#### Work order:
Your answer should consist of every line in the records that holds "HistoryItem".
★ ★ ★ ★ ★
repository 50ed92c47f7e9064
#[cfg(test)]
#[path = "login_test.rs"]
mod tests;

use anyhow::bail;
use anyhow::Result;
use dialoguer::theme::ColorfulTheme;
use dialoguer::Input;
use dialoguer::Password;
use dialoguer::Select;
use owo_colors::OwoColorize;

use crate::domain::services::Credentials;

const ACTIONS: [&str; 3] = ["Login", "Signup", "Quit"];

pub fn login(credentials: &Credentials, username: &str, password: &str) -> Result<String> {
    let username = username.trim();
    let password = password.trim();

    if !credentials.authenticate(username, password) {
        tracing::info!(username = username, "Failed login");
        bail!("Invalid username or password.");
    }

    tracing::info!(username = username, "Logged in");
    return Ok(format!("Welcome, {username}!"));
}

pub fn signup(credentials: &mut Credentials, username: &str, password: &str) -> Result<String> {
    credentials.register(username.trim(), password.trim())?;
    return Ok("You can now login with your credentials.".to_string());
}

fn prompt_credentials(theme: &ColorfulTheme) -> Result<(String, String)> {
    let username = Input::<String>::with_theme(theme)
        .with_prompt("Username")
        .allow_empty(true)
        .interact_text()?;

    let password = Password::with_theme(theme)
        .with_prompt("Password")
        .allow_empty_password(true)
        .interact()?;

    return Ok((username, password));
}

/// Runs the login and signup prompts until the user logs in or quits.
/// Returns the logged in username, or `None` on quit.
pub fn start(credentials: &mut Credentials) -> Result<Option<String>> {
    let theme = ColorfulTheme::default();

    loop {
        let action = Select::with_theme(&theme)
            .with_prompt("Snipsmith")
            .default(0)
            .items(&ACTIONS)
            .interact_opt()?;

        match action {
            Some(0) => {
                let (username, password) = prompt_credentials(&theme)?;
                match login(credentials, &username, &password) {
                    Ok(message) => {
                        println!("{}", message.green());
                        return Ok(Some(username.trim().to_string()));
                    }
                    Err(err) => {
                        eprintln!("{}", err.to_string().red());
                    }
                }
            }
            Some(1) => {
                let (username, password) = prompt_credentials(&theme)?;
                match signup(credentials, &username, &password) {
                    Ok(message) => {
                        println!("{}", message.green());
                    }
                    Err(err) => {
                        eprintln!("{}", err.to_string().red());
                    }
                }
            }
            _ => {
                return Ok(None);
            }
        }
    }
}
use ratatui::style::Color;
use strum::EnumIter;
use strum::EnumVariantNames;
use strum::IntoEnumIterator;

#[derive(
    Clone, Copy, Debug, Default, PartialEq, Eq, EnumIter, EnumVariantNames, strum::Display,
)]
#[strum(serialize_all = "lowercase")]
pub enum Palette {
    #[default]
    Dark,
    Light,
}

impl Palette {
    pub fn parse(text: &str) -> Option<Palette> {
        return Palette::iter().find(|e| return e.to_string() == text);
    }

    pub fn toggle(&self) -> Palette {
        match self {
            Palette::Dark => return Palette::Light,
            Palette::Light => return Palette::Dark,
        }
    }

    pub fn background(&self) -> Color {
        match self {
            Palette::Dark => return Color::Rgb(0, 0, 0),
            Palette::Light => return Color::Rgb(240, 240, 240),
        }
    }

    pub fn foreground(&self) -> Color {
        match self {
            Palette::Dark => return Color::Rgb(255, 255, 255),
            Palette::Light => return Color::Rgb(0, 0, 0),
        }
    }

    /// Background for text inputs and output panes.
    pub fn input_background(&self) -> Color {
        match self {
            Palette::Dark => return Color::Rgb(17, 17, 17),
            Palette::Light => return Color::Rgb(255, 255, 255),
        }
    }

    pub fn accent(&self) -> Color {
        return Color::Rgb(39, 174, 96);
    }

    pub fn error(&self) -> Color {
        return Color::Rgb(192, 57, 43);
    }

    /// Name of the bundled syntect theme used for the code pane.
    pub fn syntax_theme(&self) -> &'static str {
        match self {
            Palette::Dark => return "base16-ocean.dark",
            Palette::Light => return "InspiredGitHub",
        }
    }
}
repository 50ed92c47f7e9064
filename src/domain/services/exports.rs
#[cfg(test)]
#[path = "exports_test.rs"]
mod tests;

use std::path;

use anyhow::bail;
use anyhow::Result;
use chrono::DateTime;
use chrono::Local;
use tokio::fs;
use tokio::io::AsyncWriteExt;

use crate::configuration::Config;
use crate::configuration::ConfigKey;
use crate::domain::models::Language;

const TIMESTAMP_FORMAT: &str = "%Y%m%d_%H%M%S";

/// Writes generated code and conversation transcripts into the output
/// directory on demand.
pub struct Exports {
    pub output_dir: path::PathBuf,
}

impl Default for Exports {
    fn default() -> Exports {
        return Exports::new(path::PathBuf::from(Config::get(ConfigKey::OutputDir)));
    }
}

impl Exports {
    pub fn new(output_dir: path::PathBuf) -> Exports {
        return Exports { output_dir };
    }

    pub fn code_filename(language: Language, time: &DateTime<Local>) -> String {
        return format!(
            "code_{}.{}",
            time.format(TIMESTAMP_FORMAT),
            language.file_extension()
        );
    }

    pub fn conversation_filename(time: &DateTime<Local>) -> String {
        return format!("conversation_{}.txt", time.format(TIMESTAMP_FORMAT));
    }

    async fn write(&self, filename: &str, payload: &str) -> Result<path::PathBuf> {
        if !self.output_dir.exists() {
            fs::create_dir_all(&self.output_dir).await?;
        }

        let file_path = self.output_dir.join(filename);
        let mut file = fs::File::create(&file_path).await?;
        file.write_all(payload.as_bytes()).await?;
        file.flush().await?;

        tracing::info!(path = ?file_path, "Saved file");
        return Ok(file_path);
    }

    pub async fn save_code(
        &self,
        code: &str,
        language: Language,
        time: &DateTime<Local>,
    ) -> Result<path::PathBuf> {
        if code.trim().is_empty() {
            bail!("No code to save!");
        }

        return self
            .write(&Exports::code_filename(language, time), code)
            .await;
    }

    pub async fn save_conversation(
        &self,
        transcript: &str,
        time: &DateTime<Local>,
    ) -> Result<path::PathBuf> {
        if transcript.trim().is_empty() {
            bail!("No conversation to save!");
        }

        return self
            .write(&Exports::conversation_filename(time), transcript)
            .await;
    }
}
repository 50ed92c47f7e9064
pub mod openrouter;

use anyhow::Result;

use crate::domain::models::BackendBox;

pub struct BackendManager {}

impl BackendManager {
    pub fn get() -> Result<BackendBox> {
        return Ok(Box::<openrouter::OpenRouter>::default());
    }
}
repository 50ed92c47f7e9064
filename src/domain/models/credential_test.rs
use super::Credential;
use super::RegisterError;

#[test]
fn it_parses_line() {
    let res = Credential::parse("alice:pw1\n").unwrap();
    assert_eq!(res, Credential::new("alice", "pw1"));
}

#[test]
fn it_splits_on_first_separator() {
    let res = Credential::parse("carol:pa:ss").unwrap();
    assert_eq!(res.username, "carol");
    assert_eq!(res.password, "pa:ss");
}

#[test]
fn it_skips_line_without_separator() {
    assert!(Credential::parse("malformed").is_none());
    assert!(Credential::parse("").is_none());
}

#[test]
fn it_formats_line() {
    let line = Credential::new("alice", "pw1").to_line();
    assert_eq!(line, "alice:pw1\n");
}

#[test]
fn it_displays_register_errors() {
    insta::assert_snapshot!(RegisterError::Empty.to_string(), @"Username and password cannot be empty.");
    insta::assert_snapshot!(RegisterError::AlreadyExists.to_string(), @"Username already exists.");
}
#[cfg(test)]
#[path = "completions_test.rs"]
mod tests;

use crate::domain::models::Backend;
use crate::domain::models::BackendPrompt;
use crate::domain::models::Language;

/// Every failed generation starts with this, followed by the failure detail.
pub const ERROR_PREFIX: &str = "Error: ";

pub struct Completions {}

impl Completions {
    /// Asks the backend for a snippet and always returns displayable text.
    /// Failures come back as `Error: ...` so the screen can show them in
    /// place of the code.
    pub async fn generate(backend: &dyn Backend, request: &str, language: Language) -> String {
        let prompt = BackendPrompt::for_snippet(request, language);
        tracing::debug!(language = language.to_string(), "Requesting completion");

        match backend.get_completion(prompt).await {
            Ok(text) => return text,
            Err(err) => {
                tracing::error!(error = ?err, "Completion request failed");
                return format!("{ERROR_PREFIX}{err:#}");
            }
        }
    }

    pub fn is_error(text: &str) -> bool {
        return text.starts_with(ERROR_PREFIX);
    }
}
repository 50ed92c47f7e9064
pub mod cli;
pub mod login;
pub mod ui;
★ ★ ★ ★ ★
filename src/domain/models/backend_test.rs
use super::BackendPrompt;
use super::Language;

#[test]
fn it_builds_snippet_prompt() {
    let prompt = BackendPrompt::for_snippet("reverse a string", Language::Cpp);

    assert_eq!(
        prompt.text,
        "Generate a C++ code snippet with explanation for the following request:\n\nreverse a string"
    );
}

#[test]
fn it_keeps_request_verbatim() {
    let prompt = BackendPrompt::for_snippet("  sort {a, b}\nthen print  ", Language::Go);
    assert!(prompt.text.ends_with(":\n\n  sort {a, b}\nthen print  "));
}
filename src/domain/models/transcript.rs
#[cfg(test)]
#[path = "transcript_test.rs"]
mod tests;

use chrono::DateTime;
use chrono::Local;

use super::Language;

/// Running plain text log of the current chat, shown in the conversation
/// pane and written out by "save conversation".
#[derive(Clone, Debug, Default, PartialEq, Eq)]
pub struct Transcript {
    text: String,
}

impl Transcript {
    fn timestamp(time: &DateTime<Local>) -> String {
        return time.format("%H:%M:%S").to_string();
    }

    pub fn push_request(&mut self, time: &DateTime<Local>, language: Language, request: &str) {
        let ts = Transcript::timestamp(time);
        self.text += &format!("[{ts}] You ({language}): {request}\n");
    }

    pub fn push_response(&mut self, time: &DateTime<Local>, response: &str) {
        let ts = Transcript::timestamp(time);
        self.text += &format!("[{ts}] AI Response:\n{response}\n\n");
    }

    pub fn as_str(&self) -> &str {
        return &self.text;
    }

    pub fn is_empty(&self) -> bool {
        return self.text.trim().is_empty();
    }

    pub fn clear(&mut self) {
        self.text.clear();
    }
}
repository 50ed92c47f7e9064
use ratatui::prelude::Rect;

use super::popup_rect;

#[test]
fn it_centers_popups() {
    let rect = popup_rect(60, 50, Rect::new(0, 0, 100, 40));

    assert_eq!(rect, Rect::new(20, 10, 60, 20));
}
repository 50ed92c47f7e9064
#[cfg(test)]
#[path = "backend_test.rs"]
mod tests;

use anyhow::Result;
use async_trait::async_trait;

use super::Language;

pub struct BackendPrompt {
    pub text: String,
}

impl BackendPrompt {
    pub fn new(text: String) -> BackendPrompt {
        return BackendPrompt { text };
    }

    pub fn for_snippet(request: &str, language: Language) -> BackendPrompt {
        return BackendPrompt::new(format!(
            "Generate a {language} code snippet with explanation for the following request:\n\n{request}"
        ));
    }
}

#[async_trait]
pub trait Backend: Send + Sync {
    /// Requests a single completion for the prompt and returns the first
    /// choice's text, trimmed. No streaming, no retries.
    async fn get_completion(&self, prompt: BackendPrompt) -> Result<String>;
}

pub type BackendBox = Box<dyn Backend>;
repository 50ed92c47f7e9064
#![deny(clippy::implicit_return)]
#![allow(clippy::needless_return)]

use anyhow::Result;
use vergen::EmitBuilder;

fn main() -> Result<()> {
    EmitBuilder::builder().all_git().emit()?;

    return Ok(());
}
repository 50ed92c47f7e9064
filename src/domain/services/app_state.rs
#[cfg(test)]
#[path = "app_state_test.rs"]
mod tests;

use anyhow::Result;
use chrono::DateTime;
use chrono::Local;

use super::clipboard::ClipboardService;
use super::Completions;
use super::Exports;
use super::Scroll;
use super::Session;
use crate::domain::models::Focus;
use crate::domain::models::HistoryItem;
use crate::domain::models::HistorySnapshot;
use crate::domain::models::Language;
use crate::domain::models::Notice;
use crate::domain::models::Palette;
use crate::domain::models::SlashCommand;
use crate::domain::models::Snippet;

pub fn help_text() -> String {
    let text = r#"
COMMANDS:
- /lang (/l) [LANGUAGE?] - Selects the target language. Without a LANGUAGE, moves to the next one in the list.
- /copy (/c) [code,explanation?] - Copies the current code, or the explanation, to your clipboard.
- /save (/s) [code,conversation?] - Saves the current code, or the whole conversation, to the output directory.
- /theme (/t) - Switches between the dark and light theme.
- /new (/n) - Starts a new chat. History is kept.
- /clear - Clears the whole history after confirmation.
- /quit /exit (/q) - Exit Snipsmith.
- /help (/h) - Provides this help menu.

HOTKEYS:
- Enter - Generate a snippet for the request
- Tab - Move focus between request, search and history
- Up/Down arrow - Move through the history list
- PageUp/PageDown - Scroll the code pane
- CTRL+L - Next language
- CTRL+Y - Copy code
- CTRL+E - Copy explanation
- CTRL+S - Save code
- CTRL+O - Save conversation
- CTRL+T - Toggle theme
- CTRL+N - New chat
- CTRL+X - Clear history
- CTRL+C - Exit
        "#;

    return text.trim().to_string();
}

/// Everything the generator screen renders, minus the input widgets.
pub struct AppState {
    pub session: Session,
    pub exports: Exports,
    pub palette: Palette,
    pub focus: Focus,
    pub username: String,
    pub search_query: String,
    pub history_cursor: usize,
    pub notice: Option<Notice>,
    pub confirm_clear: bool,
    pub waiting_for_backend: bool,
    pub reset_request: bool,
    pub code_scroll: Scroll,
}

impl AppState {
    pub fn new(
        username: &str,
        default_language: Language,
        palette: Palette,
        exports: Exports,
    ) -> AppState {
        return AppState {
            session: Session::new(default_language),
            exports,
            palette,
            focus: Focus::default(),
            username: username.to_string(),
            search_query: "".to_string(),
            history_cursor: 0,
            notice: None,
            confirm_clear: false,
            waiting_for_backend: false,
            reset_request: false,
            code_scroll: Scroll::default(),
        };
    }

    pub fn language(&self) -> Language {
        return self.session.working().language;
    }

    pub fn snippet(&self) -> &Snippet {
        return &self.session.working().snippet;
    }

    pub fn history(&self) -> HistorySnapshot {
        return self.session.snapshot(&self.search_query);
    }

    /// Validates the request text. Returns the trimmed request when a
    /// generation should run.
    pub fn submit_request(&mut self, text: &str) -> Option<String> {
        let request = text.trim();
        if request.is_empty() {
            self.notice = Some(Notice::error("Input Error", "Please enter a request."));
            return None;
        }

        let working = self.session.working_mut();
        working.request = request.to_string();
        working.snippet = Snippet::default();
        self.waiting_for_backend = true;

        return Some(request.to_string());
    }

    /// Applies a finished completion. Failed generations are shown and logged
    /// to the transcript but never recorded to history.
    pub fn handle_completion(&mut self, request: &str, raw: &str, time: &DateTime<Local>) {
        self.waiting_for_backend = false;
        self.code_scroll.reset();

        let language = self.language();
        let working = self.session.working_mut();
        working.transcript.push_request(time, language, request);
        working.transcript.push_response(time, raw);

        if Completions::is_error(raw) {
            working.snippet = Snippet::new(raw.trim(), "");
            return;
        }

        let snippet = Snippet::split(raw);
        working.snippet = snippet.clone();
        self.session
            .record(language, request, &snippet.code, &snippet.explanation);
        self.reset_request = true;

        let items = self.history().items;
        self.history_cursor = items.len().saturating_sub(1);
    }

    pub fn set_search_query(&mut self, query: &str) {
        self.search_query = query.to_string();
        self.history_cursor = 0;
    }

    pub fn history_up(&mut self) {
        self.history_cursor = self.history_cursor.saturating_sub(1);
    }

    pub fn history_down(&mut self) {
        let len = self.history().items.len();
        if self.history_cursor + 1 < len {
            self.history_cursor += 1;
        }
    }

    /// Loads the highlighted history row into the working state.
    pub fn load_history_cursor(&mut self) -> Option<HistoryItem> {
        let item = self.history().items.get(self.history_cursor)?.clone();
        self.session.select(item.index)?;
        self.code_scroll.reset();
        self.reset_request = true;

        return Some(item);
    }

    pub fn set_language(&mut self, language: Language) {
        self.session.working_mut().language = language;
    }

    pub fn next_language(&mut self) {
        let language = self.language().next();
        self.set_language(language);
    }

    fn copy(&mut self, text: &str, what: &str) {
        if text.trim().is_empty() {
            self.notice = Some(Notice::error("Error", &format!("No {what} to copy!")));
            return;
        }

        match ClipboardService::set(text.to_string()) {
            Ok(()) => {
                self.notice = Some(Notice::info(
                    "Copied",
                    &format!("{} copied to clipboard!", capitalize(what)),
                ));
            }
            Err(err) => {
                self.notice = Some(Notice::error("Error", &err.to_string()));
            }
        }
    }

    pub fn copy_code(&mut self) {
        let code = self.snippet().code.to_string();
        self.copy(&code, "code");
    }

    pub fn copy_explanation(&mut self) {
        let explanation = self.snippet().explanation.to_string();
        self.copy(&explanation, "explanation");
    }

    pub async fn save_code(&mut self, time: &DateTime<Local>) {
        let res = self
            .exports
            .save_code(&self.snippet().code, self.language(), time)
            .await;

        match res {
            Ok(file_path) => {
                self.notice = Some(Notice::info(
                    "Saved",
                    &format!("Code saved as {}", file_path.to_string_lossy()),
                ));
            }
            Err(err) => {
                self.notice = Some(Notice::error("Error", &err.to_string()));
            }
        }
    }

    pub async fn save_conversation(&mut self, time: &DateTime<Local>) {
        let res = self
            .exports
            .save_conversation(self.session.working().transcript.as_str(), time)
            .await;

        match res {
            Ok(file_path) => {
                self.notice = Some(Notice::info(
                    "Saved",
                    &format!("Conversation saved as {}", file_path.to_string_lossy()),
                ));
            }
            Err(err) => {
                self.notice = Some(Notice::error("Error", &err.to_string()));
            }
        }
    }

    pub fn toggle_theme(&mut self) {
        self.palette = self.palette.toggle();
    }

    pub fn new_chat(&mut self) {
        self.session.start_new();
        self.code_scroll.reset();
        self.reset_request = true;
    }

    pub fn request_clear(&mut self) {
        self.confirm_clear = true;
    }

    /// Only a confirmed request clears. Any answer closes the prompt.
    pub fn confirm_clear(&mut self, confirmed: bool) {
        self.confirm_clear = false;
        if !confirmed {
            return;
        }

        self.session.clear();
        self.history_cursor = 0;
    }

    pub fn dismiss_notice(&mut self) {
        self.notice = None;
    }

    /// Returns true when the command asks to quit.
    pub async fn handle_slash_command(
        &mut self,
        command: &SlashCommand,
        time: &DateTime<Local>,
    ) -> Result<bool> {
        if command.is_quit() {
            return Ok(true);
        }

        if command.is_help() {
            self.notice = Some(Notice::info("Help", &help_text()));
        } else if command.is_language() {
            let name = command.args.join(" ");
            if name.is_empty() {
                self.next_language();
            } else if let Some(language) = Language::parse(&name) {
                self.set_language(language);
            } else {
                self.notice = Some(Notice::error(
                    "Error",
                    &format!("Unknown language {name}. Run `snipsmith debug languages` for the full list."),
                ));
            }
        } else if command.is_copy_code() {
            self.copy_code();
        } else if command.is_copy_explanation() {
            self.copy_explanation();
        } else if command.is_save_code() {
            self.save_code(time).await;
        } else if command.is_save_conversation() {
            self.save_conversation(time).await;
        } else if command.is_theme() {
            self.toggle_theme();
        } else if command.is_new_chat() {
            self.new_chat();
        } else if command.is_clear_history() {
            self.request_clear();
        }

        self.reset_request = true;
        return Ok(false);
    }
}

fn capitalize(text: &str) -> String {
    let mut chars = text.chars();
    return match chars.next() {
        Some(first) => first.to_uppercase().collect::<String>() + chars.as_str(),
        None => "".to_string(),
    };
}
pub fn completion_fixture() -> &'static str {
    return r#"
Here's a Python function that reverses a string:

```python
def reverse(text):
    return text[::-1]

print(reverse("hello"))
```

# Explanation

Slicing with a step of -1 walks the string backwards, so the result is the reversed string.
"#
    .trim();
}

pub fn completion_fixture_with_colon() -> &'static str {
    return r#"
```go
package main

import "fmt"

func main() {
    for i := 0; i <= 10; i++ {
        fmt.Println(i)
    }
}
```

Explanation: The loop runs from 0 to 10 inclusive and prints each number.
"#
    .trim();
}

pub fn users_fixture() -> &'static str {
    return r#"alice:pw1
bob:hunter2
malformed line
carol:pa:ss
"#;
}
★ ★ ★ ★ ★
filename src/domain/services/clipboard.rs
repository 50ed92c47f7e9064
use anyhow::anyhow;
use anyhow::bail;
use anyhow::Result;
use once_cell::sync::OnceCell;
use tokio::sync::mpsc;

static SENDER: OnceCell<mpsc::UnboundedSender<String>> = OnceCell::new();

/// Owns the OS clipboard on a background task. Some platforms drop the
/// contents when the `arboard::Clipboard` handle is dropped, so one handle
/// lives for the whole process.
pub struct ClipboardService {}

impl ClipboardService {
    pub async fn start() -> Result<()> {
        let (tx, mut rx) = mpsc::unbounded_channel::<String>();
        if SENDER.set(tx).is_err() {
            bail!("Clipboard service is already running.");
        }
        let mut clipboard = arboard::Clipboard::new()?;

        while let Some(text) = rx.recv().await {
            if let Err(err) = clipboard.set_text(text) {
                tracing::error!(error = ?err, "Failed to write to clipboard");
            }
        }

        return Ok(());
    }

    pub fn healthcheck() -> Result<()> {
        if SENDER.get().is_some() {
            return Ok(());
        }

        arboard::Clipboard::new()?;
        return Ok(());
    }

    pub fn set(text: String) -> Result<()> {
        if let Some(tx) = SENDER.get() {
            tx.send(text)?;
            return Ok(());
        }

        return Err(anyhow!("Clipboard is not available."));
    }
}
★ ★ ★ ★ ★
#### Answer to the problem:
use crate::domain::models::HistoryItem;
    pub fn load_history_cursor(&mut self) -> Option<HistoryItem> {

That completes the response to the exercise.